>>>
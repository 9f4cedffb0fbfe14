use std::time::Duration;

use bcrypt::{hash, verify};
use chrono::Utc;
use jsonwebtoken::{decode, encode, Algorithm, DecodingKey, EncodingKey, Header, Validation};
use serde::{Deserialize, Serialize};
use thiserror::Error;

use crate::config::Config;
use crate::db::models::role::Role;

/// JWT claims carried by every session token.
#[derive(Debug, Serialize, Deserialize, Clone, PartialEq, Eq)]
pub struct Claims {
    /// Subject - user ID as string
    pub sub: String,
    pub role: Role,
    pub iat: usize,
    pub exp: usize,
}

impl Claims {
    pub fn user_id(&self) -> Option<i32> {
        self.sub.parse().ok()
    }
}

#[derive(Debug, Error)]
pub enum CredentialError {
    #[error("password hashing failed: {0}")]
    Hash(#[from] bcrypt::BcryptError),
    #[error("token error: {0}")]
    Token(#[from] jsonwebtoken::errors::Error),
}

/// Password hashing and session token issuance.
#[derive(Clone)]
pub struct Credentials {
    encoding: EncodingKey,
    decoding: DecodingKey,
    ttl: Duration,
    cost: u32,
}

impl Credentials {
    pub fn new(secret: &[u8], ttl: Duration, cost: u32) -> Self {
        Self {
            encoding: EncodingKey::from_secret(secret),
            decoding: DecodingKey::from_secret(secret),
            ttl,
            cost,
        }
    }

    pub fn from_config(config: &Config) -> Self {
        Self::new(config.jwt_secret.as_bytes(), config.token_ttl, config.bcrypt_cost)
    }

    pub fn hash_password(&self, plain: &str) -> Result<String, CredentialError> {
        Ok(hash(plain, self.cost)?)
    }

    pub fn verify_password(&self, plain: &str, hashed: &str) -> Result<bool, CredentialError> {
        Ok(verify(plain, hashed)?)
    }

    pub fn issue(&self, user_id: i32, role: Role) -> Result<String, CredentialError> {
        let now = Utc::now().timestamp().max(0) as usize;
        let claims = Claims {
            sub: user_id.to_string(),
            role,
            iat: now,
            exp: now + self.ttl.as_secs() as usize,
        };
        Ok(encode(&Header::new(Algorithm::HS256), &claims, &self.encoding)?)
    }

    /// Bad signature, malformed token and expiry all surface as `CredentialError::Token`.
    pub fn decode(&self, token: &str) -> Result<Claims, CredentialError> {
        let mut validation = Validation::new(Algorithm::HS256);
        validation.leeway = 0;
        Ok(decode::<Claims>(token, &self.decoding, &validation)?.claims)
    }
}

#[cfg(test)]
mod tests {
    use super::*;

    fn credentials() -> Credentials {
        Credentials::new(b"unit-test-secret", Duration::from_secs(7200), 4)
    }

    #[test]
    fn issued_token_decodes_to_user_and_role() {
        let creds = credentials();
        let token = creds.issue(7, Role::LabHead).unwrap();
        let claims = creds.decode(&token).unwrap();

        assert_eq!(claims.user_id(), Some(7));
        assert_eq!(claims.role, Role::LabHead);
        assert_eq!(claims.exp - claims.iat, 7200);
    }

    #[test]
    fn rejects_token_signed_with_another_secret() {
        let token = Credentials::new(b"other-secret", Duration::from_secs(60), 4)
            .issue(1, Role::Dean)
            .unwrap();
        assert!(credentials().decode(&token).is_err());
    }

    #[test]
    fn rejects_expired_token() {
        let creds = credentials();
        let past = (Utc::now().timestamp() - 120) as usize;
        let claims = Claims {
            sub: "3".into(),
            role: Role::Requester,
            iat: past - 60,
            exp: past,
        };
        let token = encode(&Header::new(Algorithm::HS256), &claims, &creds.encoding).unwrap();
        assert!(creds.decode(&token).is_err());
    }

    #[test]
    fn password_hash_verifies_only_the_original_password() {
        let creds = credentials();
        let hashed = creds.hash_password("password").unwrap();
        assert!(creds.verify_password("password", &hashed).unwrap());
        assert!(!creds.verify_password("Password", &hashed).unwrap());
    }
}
<<<
About this task:
Using the entries above, say how many lines include the word "creds", with no other output.

Output of the task:
10